史上初の“白まわし教習生”が誕生した。大相撲秋場所(9月15日初日、両国国技館)で所要3場所の史上最速新入幕が確実な十両遠藤(22=追手風)が30日、国技館内の相撲教習所で初めて、関取の証しの白まわしで実技授業に臨んだ。

 春場所でデビューし、4月から通う最後3期目の教習所生活。かつて武双山らが教習中に関取となったが、当時の幕下付け出し力士は実技免除で、白まわしで稽古した力士はいなかった。前日は学科のみ参加した遠藤はこの日、初めて黒まわしの教習生約50人に交じって土俵へ。際立つ姿で基本動作やすり足を繰り返した。相撲こそ取らなかったが「やることは変わらない。教習所のための稽古でも、稽古のために稽古するわけでもない。来場所のための稽古。自分のペースでやっていく」と己を貫いた。

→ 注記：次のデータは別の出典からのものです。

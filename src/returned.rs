//! Buffer of `basic.return`ed messages awaiting collection, grounded on the
//! teacher's `ReturnedMessages` (`set_delivery_properties`,
//! `receive_delivery_content`, `new_delivery_complete`, `drain`).

use crate::message::ReturnedMessage;
use parking_lot::Mutex;
use std::sync::Arc;

#[derive(Debug, Default)]
struct Inner {
    messages: Vec<ReturnedMessage>,
}

/// Cheaply clonable; every clone of a [`crate::channel::Channel`] drains the
/// same buffer.
#[derive(Clone, Debug, Default)]
pub struct ReturnedMessages(Arc<Mutex<Inner>>);

impl ReturnedMessages {
    pub fn new() -> Self {
        Self::default()
    }

    pub(crate) fn push(&self, message: ReturnedMessage) {
        self.0.lock().messages.push(message);
    }

    /// Takes every message collected so far, leaving the buffer empty.
    /// Called from `wait_for_confirms` and from a channel's own `close`.
    pub fn drain(&self) -> Vec<ReturnedMessage> {
        std::mem::take(&mut self.0.lock().messages)
    }
}
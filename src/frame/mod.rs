//! Frame envelope: the outermost layer of the wire format, wrapping method,
//! content-header and body payloads for multiplexing over channel numbers
//! (§4.1). The envelope is deliberately dumb -- it doesn't know what a
//! `queue.declare` looks like, only how to find where one frame ends and the
//! next begins.

pub mod codec;
pub mod protocol;

use crate::{
    frame::codec::{Reader, Writer},
    frame::protocol::AMQPClass,
    types::BasicProperties,
    Error, Result,
};
use bytes::BytesMut;

pub const FRAME_METHOD: u8 = 1;
pub const FRAME_HEADER: u8 = 2;
pub const FRAME_BODY: u8 = 3;
pub const FRAME_HEARTBEAT: u8 = 8;
pub const FRAME_END: u8 = 0xCE;

/// Bytes of header in front of a frame's payload: 1 (type) + 2 (channel) + 4
/// (size).
const HEADER_LEN: usize = 7;

/// Bytes of envelope overhead around a frame's payload: the 7-byte header
/// plus the trailing frame-end octet. `frame_max` bounds the whole frame, so
/// this is what a payload's capacity is measured against.
pub const FRAME_OVERHEAD: usize = HEADER_LEN + 1;

/// A fully-decoded AMQP frame, still holding its payload in whatever shape
/// that frame type carries it in. Channel 0 is the connection channel; every
/// other id addresses a `Channel` multiplexed over the same connection.
#[derive(Clone, Debug, PartialEq)]
pub enum AMQPFrame {
    Method(u16, AMQPClass),
    Header(u16, u16, Box<ContentHeader>),
    Body(u16, Vec<u8>),
    Heartbeat(u16),
}

impl AMQPFrame {
    pub fn channel_id(&self) -> u16 {
        match self {
            AMQPFrame::Method(channel, _) => *channel,
            AMQPFrame::Header(channel, _, _) => *channel,
            AMQPFrame::Body(channel, _) => *channel,
            AMQPFrame::Heartbeat(channel) => *channel,
        }
    }
}

/// The `content-header` frame body: class id, total body length declared up
/// front, and the `basic` properties that travel alongside it.
#[derive(Clone, Debug, PartialEq)]
pub struct ContentHeader {
    pub class_id: u16,
    pub body_size: u64,
    pub properties: BasicProperties,
}

/// Encodes one frame into `out`, including the envelope and trailing
/// frame-end octet.
pub fn encode_frame(frame: &AMQPFrame, out: &mut BytesMut) -> Result<()> {
    let mut payload = BytesMut::new();
    let frame_type = match frame {
        AMQPFrame::Method(_, class) => {
            let mut w = Writer::new(&mut payload);
            w.write_u16(class.class_id());
            w.write_u16(class.method_id());
            class.encode(&mut w)?;
            FRAME_METHOD
        }
        AMQPFrame::Header(_, weight, header) => {
            let mut w = Writer::new(&mut payload);
            w.write_u16(header.class_id);
            w.write_u16(*weight);
            w.write_u64(header.body_size);
            w.write_properties(&header.properties)?;
            FRAME_HEADER
        }
        AMQPFrame::Body(_, data) => {
            payload.extend_from_slice(data);
            FRAME_BODY
        }
        AMQPFrame::Heartbeat(_) => FRAME_HEARTBEAT,
    };

    let mut w = Writer::new(out);
    w.write_u8(frame_type);
    w.write_u16(frame.channel_id());
    w.write_u32(payload.len() as u32);
    out.extend_from_slice(&payload);
    out.extend_from_slice(&[FRAME_END]);
    Ok(())
}

/// Attempts to decode one frame from the front of `buf`. Returns `None` (and
/// leaves `buf` untouched) when fewer bytes are available than the next
/// frame needs -- the caller owns retrying once more data has arrived.
pub fn decode_frame(buf: &[u8]) -> Result<Option<(AMQPFrame, usize)>> {
    if buf.len() < HEADER_LEN {
        return Ok(None);
    }
    let mut header = Reader::new(&buf[..HEADER_LEN]);
    let frame_type = header.read_u8()?;
    let channel = header.read_u16()?;
    let size = header.read_u32()? as usize;
    let total_len = FRAME_OVERHEAD + size;
    if buf.len() < total_len {
        return Ok(None);
    }
    let payload = &buf[HEADER_LEN..HEADER_LEN + size];
    if buf[HEADER_LEN + size] != FRAME_END {
        return Err(Error::protocol(501, "frame did not end with the expected octet"));
    }

    let mut r = Reader::new(payload);
    let frame = match frame_type {
        FRAME_METHOD => {
            let class_id = r.read_u16()?;
            let method_id = r.read_u16()?;
            AMQPFrame::Method(channel, AMQPClass::decode(class_id, method_id, &mut r)?)
        }
        FRAME_HEADER => {
            let class_id = r.read_u16()?;
            let weight = r.read_u16()?;
            let body_size = r.read_u64()?;
            let properties = r.read_properties()?;
            AMQPFrame::Header(
                channel,
                weight,
                Box::new(ContentHeader {
                    class_id,
                    body_size,
                    properties,
                }),
            )
        }
        FRAME_BODY => AMQPFrame::Body(channel, payload.to_vec()),
        FRAME_HEARTBEAT => AMQPFrame::Heartbeat(channel),
        other => {
            return Err(Error::protocol(501, format!("unknown frame type {}", other)))
        }
    };

    Ok(Some((frame, total_len)))
}

/// Splits a message body into frames no larger than `frame_max` allows,
/// mirroring the chunking the teacher's publish path performs before handing
/// frames to the connection (§4.3).
pub fn split_body(channel: u16, data: &[u8], frame_max: usize) -> Vec<AMQPFrame> {
    let max_payload = frame_max.saturating_sub(FRAME_OVERHEAD).max(1);
    data.chunks(max_payload)
        .map(|chunk| AMQPFrame::Body(channel, chunk.to_vec()))
        .collect()
}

 実技後の学科授業では、習字に取り組んだ。2日からは初めて巡業に参加する。「楽しみ半分、不安半分。自分の相撲を取れるようにしたい」と、初めてずくめを味わおうとしていた。

 ◆相撲教習所

 1957年(昭32)10月に開所された新弟子の教育機関。両国国技館に併設され、所長には理事が就く。現所長は出羽海親方(元関脇鷲羽山)。1、5、9月の東京場所後に卒業・入所式を開催。半年間通うが、授業態度などで「留年」もある。実技は午前7時から約3時間、その後に学科を行い、曜日ごとに「相撲史」「運動医学」「相撲甚句」「国語(習字)」「社会学」「修行の心得」と分かれている。